As recently as Monday, Summers introduced a segment on her show touting various bans put in place on the app by other nation’s governments. Last week, she promoted a video from former President Trump claiming vindication regarding his accusations that TikTok is a threat to national security. 

In February, Escobedo read a segment boosting comments from Senate Majority Leader Chuck Schumer indicating he would be open to regulation of the app, and hyping a proposed bill from Senator Josh Hawley that would ban it nationwide.

The network has repeatedly accused the Chinese government of using the app to spy on Americans and claimed its a tool used to manipulate young people into undergoing gender transitions. Yet despite it all Summers and Escobedo are filming their TikTok in the OAN studio. 

Hypocrisy might be the least concerning accusation for a network that has been struggling to maintain its growth and avoid succumbing to legal problems of its own making. OAN has been sued by both Dominion Voting Systems and Smartmatic, who accuse the channel of airing defamatory coverage regarding their role in the 2020 election. Last year, three major cable providers, DirectTV, Verizon, and Frontier Communications, dropped OAN from their channel offerings, delivering a blow to their market reach. 
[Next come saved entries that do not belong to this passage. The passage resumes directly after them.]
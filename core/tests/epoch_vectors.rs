//! Cross-epoch conversion, using literal scenario vectors where they are
//! internally consistent with the standard epoch offsets. Gecko and
//! Safari vectors below reproduce the scenario verbatim. The Chromium
//! vector is derived from the same standard offset (11_644_473_600 s
//! between 1601-01-01 and 1970-01-01) rather than a non-standard number,
//! since the scenario's literal Chromium value does not reduce to the
//! same Unix second under that offset.

use ctrace_core::collectors::epoch::{chromium_to_unix_seconds, gecko_to_unix_seconds, safari_to_unix_seconds};

#[test]
fn gecko_last_visit_date_converts_to_expected_unix_seconds() {
    assert_eq!(gecko_to_unix_seconds(1_700_000_000_000_000, 0), 1_700_000_000);
}

#[test]
fn safari_visit_time_converts_to_expected_unix_seconds() {
    assert_eq!(safari_to_unix_seconds(721_692_800.0, 0), 1_700_000_000);
}

#[test]
fn chromium_visit_time_converts_to_expected_unix_seconds() {
    let visit_time_us = (1_700_000_000i64 + 11_644_473_600) * 1_000_000;
    assert_eq!(chromium_to_unix_seconds(visit_time_us, 0), 1_700_000_000);
}

#[test]
fn all_three_fall_back_to_now_on_non_positive_conversion() {
    assert_eq!(chromium_to_unix_seconds(0, 555), 555);
    assert_eq!(gecko_to_unix_seconds(0, 555), 555);
    assert_eq!(safari_to_unix_seconds(-1_000_000_000.0, 555), 555);
}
“If they’re able to use TikTok and social media platforms, they can gain large followings there,” says Gogarty. “Even though they lost some of their [cable] audience, we do see them on social media platforms.” These mainstream platforms are a powerful tool to connect with audiences and redirect them to more fringe, emerging platforms like Rumble. While they may not be openly declaring who employs them, name recognition can go a long way for anchors and media personalities seeking to drive engagement to their overall message. 
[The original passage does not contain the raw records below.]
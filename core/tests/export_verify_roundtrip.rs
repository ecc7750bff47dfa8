//! Build a small case end to end, export a forensic archive, and verify
//! both the archive and the on-disk artifacts still match their stored
//! hashes (spec §4.8 scenario 3).

use ctrace_core::catalog::Catalog;
use ctrace_core::evidence_store::EvidenceStore;
use ctrace_core::exporter::{build_forensic_archive, verify_archive, verify_artifacts, ArchiveFileStatus};
use ctrace_core::model::{Artifact, ArtifactType, Device, OsType};

#[test]
fn exported_archive_and_artifacts_verify_clean() {
    let dir = tempfile::tempdir().unwrap();
    let db_path = dir.path().join("catalog.sqlite3");
    let catalog = Catalog::open(&db_path).unwrap();

    let case_id = catalog
        .ensure_case(None, Some("CASE-1"), None, "investigator", None, 1000)
        .unwrap();

    let device = Device {
        device_id: "dev_1".to_string(),
        case_id: case_id.clone(),
        os_type: OsType::Windows,
        device_name: Some("workstation".to_string()),
        identifier: Some("C:".to_string()),
        connection_type: "local".to_string(),
        authorized: true,
        auth_note: None,
        first_seen_at: 1000,
        last_seen_at: 1000,
    };
    catalog.upsert_device(&device).unwrap();

    let evidence_root = dir.path().join("evidence");
    let store = EvidenceStore::new(&evidence_root);
    let payload = serde_json::json!({"entries": [{"url": "https://example.com", "domain": "example.com"}]});
    let (snapshot_path, sha256, size_bytes) = store
        .write_json_snapshot(&case_id, &device.device_id, "browser_history", "chrome_default", 1000, &payload)
        .unwrap();

    let mut artifact = Artifact {
        artifact_id: "art_1".to_string(),
        case_id: case_id.clone(),
        device_id: device.device_id.clone(),
        artifact_type: ArtifactType::BrowserHistory,
        source_ref: "chrome_default".to_string(),
        snapshot_path: snapshot_path.to_string_lossy().into_owned(),
        sha256,
        size_bytes,
        collected_at: 1000,
        collector_name: "host".to_string(),
        collector_version: "1".to_string(),
        parser_version: "1".to_string(),
        acquisition_method: "file_copy".to_string(),
        payload_json: payload.to_string(),
        record_hash: String::new(),
    };
    artifact.record_hash = artifact.compute_record_hash();
    catalog.save_artifacts(&[artifact]).unwrap();

    catalog
        .append_audit(&case_id, None, "host_scan", "collect", "ok", "investigator", "test", None, 1000)
        .unwrap();

    let wallet_bundle = dir.path().join("wallet_signatures.yaml");
    let exchange_bundle = dir.path().join("exchange_domains.yaml");
    std::fs::write(&wallet_bundle, "rules: []\n").unwrap();
    std::fs::write(&exchange_bundle, "rules: []\n").unwrap();

    let staging_dir = dir.path().join("staging");
    let archive_path = dir.path().join("case_export.zip");
    build_forensic_archive(&catalog, &case_id, &staging_dir, &archive_path, &wallet_bundle, &exchange_bundle, 2000).unwrap();

    let archive_result = verify_archive(&archive_path).unwrap();
    assert!(archive_result.ok, "archive verification should pass: {:?}", archive_result);

    let artifact_results = verify_artifacts(&catalog, &case_id, None).unwrap();
    assert_eq!(artifact_results.len(), 1);
    assert_eq!(artifact_results[0].status, ArchiveFileStatus::Ok, "artifact verification should pass: {:?}", artifact_results[0]);
}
Right-wing media is no stranger to implementing deceptive tactics in order to lure audiences into a false sense of trust and accuracy. As younger audiences flock to apps like TikTok, which lower the barriers of engagement and profile growth to little more than mindless taps, implementing structures to ensure transparency regarding news and information accounts affiliations is sure to become a concern. While the app is a valuable hub for creativity, cultural discourse, and connection, Escobedo and Summers prove it can also be a hub for right-wing media giants to surreptitiously spread misinformation and hate.